CBOT Holdings and its directors and executive officers and other members of management and employees and other CBOT members may be deemed to be participants in the solicitation of proxies from CBOT Holdings stockholders in respect of the proposed transaction. Information regarding CBOT Holdings directors and executive officers is available in CBOT Holdings proxy statement for its 2007 annual meeting of stockholders, dated March 29, 2007. Additional information regarding the interests of such potential participants will be included in the joint proxy statement/prospectus, as supplemented and amended, and the other relevant documents filed with the SEC. This document shall not constitute an offer to sell or the solicitation of an offer to buy any securities, nor shall there be any sale of securities in any jurisdiction in which such offer, solicitation or sale would be unlawful prior to registration or qualification under the securities laws of any such jurisdiction. No offering of securities shall be made except by means of a prospectus meeting the requirements of Section 10 of the Securities Act of 1933, as amended.

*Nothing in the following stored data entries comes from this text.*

//! Sequence diff engine
//!
//! Minimal edit scripts between two ordered sequences of comparable items,
//! independent of deltas. The engine is a Myers O(ND) variant with the usual
//! speedups:
//!
//! 1. equal inputs short-circuit
//! 2. an optional [`CursorHint`] explains the change as one splice around the cursor
//! 3. common prefix and suffix are stripped
//! 4. trivial middles (empty, containment, single item, half match) are solved directly
//! 5. everything else goes through the bidirectional bisection
//!
//! The result is then cleaned up into canonical runs. Items that are UTF-16
//! code units never have a surrogate pair split across two runs.
//!
//! # Example
//!
//! ```rust
//! use deltakit_core::sequence::{self, Diff};
//!
//! let diffs = sequence::diff(&[1, 2, 3], &[1, 3]);
//! assert_eq!(
//!     diffs,
//!     vec![Diff::equal(vec![1]), Diff::delete(vec![2]), Diff::equal(vec![3])]
//! );
//! ```

mod cleanup;
mod cursor;
mod engine;

/// Element of a diffable sequence.
///
/// Only UTF-16 code units report surrogates; for every other item type the
/// engine never has to protect a pair.
pub trait DiffItem: Clone + PartialEq {
    /// First half of a surrogate pair
    fn is_high_surrogate(&self) -> bool {
        false
    }

    /// Second half of a surrogate pair
    fn is_low_surrogate(&self) -> bool {
        false
    }
}

impl DiffItem for u16 {
    fn is_high_surrogate(&self) -> bool {
        (0xD800..=0xDBFF).contains(self)
    }

    fn is_low_surrogate(&self) -> bool {
        (0xDC00..=0xDFFF).contains(self)
    }
}

macro_rules! impl_diff_item {
    ($($ty:ty),* $(,)?) => {
        $(impl DiffItem for $ty {})*
    };
}

impl_diff_item!(char, u8, u32, u64, i32, i64, usize, String);

/// Kind of a diff run
#[derive(Debug, Clone, Copy, PartialEq, Eq, Hash)]
pub enum DiffOp {
    Delete,
    Insert,
    Equal,
}

/// One run of an edit script: the items it deletes, inserts or keeps
#[derive(Debug, Clone, PartialEq)]
pub struct Diff<T> {
    pub op: DiffOp,
    pub items: Vec<T>,
}

impl<T> Diff<T> {
    pub fn new(op: DiffOp, items: Vec<T>) -> Self {
        Self { op, items }
    }

    pub fn equal(items: Vec<T>) -> Self {
        Self::new(DiffOp::Equal, items)
    }

    pub fn insert(items: Vec<T>) -> Self {
        Self::new(DiffOp::Insert, items)
    }

    pub fn delete(items: Vec<T>) -> Self {
        Self::new(DiffOp::Delete, items)
    }
}

/// A span of items: `length` items starting at `index`
#[derive(Debug, Clone, Copy, PartialEq, Eq, Default)]
pub struct Range {
    pub index: usize,
    pub length: usize,
}

impl Range {
    pub fn new(index: usize, length: usize) -> Self {
        Self { index, length }
    }
}

/// Where the user's cursor was, used to pick the splice a user actually made
/// among several equally minimal ones.
#[derive(Debug, Clone, Copy, PartialEq, Eq)]
pub enum CursorHint {
    /// Collapsed cursor in the old sequence
    Position(usize),

    /// Selection before and after the edit
    Selection { old: Range, new: Range },
}

/// Edit script turning `old` into `new`
pub fn diff<T: DiffItem>(old: &[T], new: &[T]) -> Vec<Diff<T>> {
    engine::diff_main(old, new, None, true)
}

/// Edit script turning `old` into `new`, preferring a splice at the cursor
pub fn diff_with_cursor<T: DiffItem>(old: &[T], new: &[T], cursor: CursorHint) -> Vec<Diff<T>> {
    engine::diff_main(old, new, Some(&cursor), true)
}

/// Character-level edit script between two strings
///
/// # Example
///
/// ```rust
/// use deltakit_core::sequence::{diff_text, DiffOp};
///
/// let diffs = diff_text("abc", "ab123c", None);
/// assert_eq!(
///     diffs,
///     vec![
///         (DiffOp::Equal, "ab".to_string()),
///         (DiffOp::Insert, "123".to_string()),
///         (DiffOp::Equal, "c".to_string()),
///     ]
/// );
/// ```
pub fn diff_text(old: &str, new: &str, cursor: Option<CursorHint>) -> Vec<(DiffOp, String)> {
    let old: Vec<char> = old.chars().collect();
    let new: Vec<char> = new.chars().collect();
    engine::diff_main(&old, &new, cursor.as_ref(), true)
        .into_iter()
        .map(|diff| (diff.op, diff.items.into_iter().collect()))
        .collect()
}

fn starts_with_pair_end<T: DiffItem>(items: &[T]) -> bool {
    items.first().is_some_and(DiffItem::is_low_surrogate)
}

fn ends_with_pair_start<T: DiffItem>(items: &[T]) -> bool {
    items.last().is_some_and(DiffItem::is_high_surrogate)
}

Forward-Looking Statements
Certain statements in this document and its attachments, if any, may contain forward-looking information regarding CBOT Holdings, CME and the combined company after the completion of the transactions that are intended to be covered by the safe harbor for forward-looking statements provided by the Private Securities Litigation Reform Act of 1995. These statements include, but are not limited to, the benefits of the business combination transaction involving CBOT Holdings and CME including future financial and operating results, the combined companys plans, objectives, expectations and intentions and other statements that are not historical facts. Such statements are based upon the current beliefs and expectations of the management of CBOT Holdings and CME and are subject to significant risks and uncertainties. Actual results may differ from those set forth in the forward-looking statements.
The following factors, among others, could cause actual results to differ from those set forth in the forward-looking statements: the ability to obtain governmental approvals of the transaction on the proposed terms and schedule; the failure of CBOT Holdings stockholders, CBOT members or CME stockholders to approve the transaction; the risk that the businesses will not be integrated successfully; the risk that the cost savings and any other synergies from the transaction may not be fully realized or may take longer to realize than expected; disruption from the transaction making it more difficult to maintain relationships with customers, employees or suppliers; competition and its effect on pricing, spending, third-party relationships and revenues; social and political conditions such as war, political unrest or terrorism; general economic conditions and normal business uncertainty. Additional risks and factors are identified in the Registration Statement on Form S-4 filed by the CME with the SEC on May 25, 2007 and CBOT Holdings filings with the SEC, including its Report on Form 10-K for the fiscal year ending December 31, 2006 which is available on CBOT Holdings website at http://www.cbot.com.
You should not place undue reliance on forward-looking statements, which speak only as of the date of this document. Except for any obligation to disclose material information under the Federal securities laws, CBOT undertakes no obligation to release publicly any revisions to any forward-looking statements to reflect events or circumstances after the date of this document.